L'objet de ce dossier est de faire le tour des différents aspects liés à ces analyses génétiques. Les 2 premiers articles reviennent sur l'ADN et la notion de génome. Pierre Sujobert revient sur la variabilité du génome dans les cellules d'un individu et la complexité des évolutions clonales qui concernent aussi bien les tissus sains que les cancers, nous ôtant, si besoin était, nos dernières illusions, sur l'unicité du génome chez un individu et sa stabilité dans les cellules normales.
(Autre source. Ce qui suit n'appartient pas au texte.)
//! Core use-case services.
//!
//! # Responsibility
//! - Orchestrate store calls into mute selection and propagation.
//! - Keep the CLI decoupled from storage details.

pub mod mute_service;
Les approches génétiques sont détaillées par Pierre Hirsch qui nous rappelle les avantages et limites des différentes techniques. Les approches génomiques non ciblées (WES et WGS) génèrent par ailleurs une masse de données telle que seule une analyse bio-informatique est capable de la traiter et d'en tirer des résultats utiles au clinicien ou à la recherche. Christophe Antoniewski et son équipe ont bien voulu se charger de nous expliquer les différentes étapes d'une analyse bio-informatique et nous apporter les données minimales nécessaires aux cliniciens pour pouvoir, au moins, discuter avec les bio-informaticiens. Le lexique, fourni gracieusement, facilite grandement la lecture de l'article et pourra être conservé précieusement…
Espérons que ces approches non ciblées nous permettront d'avancer dans la connaissance des événements génétiques associés à la progression leucémique et d'élucider enfin les cas non encore compris, soit en mettant en évidence de nouveaux types d'atteintes de l'expression des gènes, soit, en particulier pour les prédispositions génétiques, en démontrant l'implication de nouveaux gènes.
Enfin, il n'aurait pas été possible pour un numéro consacré à la génétique au sens large du terme de ne pas aborder les problèmes légaux et éthiques liés à ces approches. Merci à Alice Hallopeau et à Sandrine de Montgolfier de nous rappeler la loi et de discuter l'ensemble des enjeux éthiques.
Bonne lecture !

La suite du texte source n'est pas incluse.